Overlooking the Arno River, architect Luigi Fragola’s home and studio occupies the uppermost level of a 19th-century building in Florence.
And while there’s no shortage of similarly stately, austere structures in the vicinity, it only takes a minute to understand what sets this home apart from the rest.
Luigi, who had lived in Bologna, Milan and then New York, tentatively returned to Italy and found himself smitten with Florence. I fell in love with the city at night, surrounded by champagne glasses and elegant clothes, he recalls. I had been invited to a party and I meant to leave the next day. Instead, I stayed for three days – and never left.
Following a stint with renowned architect Michele Bönan, Luigi opened his own firm and steadily built a portfolio of luxury residences, hotels, restaurants and boutiques. His residential commissions, often made of wood, feature high standards that are anchored on technology and sustainability. I’ve always been fond of technical and beautiful things, explains Luigi, an avid sailor with a passion for motorbikes and bicycles. In my studio, we function as both architect and interior designer. It has to be in sync.
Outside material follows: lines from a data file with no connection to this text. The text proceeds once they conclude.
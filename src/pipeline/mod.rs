//! Routing and delivery pipeline
//!
//! ```text
//! feed ──► IngressListener ──► DeliveryQueue ──► DeliveryWorker ──► store
//!              │ (RouteTable)                         │ (RetryPolicy)
//!              └──────────── DeliveryStats ◄──────────┘
//! ```
//!
//! The listener never does I/O; everything that can block lives in the
//! single worker task, so jobs are stored in arrival order.

mod ingress;
mod queue;
mod retry;
mod worker;


use std::sync::atomic::{AtomicU64, Ordering};
use std::sync::Arc;

use serde_json::Value;

use crate::routing::Route;

pub use ingress::{IngressError, IngressListener, IngressOutcome};
pub use queue::{DeliveryQueue, JobReceiver, JobSender, Pop, QueueMonitor};
pub use retry::{Backoff, RetryPolicy};
pub use worker::{AbandonReason, DeliveryNotifier, DeliveryOutcome, DeliveryWorker};

/// One decoded message on its way to the store
#[derive(Debug, Clone)]
pub struct DeliveryJob {
    /// Full topic the message arrived on
    pub topic: String,
    /// Last topic level
    pub subtopic: String,
    /// Decoded JSON body
    pub payload: Value,
    /// Route that matched the topic
    pub route: Arc<Route>,
}

/// Pipeline counters, shared by ingress, worker and controller
#[derive(Debug, Default)]
pub struct DeliveryStats {
    enqueued: AtomicU64,
    no_route: AtomicU64,
    decode_failed: AtomicU64,
    refused: AtomicU64,
    delivered: AtomicU64,
    abandoned: AtomicU64,
    dry_run: AtomicU64,
    discarded: AtomicU64,
}

/// Point-in-time copy of [`DeliveryStats`]
#[derive(Debug, Clone, Copy, Default, PartialEq, Eq)]
pub struct StatsSnapshot {
    pub enqueued: u64,
    pub no_route: u64,
    pub decode_failed: u64,
    pub refused: u64,
    pub delivered: u64,
    pub abandoned: u64,
    pub dry_run: u64,
    pub discarded: u64,
}

impl DeliveryStats {
    pub fn new() -> Arc<Self> {
        Arc::new(Self::default())
    }

    pub(crate) fn record_ingress(&self, outcome: &IngressOutcome) {
        let counter = match outcome {
            IngressOutcome::Enqueued => &self.enqueued,
            IngressOutcome::NoRoute => &self.no_route,
            IngressOutcome::DecodeFailed(_) => &self.decode_failed,
            IngressOutcome::Refused => &self.refused,
        };
        counter.fetch_add(1, Ordering::Relaxed);
    }

    pub(crate) fn record_delivery(&self, outcome: &DeliveryOutcome) {
        let counter = match outcome {
            DeliveryOutcome::Delivered { .. } => &self.delivered,
            DeliveryOutcome::DryRun { .. } => &self.dry_run,
            DeliveryOutcome::Abandoned { .. } => &self.abandoned,
        };
        counter.fetch_add(1, Ordering::Relaxed);
    }

    pub(crate) fn record_discarded(&self, count: usize) {
        self.discarded.fetch_add(count as u64, Ordering::Relaxed);
    }

    pub fn snapshot(&self) -> StatsSnapshot {
        StatsSnapshot {
            enqueued: self.enqueued.load(Ordering::Relaxed),
            no_route: self.no_route.load(Ordering::Relaxed),
            decode_failed: self.decode_failed.load(Ordering::Relaxed),
            refused: self.refused.load(Ordering::Relaxed),
            delivered: self.delivered.load(Ordering::Relaxed),
            abandoned: self.abandoned.load(Ordering::Relaxed),
            dry_run: self.dry_run.load(Ordering::Relaxed),
            discarded: self.discarded.load(Ordering::Relaxed),
        }
    }
}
Respecting the environment while paying homage to wood is front of mind at Fragola’s studio – and it’s an ethos that came in particularly handy when it was time to design his own home in a historical building. This is a 19th-century edifice, so its technology was sort of left to those who made it before us, about 200 years ago, says Luigi. To me, wiring was very important. A clever solution to bringing the home into the 21st century without compromising the building’s aesthetic bones was to hide the optical fibre cables and hotspots behind frames that decorate the ceiling.
Stepping into the home, one is welcomed by walls embellished with branches of flowers, hand-painted by Francesca Guicciardini, a decorator and friend of Luigi’s. I do hate white spaces, the architect admits.
Ceramic poufs from Pols Potten add visual variety to the living room’s iron-structure sofas and velvet armchairs, while portraits by Mario Testino and Simon Miller sit against the bookcase
It’s no surprise, then, that the home is treated with a variety of bold colours, serving to uplift the majestic canvas offered by such an old and grand structure. The entrance of the home leads to two corridors. One reaches the design studio, comprised of a meeting room, an office area for associates and Luigi’s private office.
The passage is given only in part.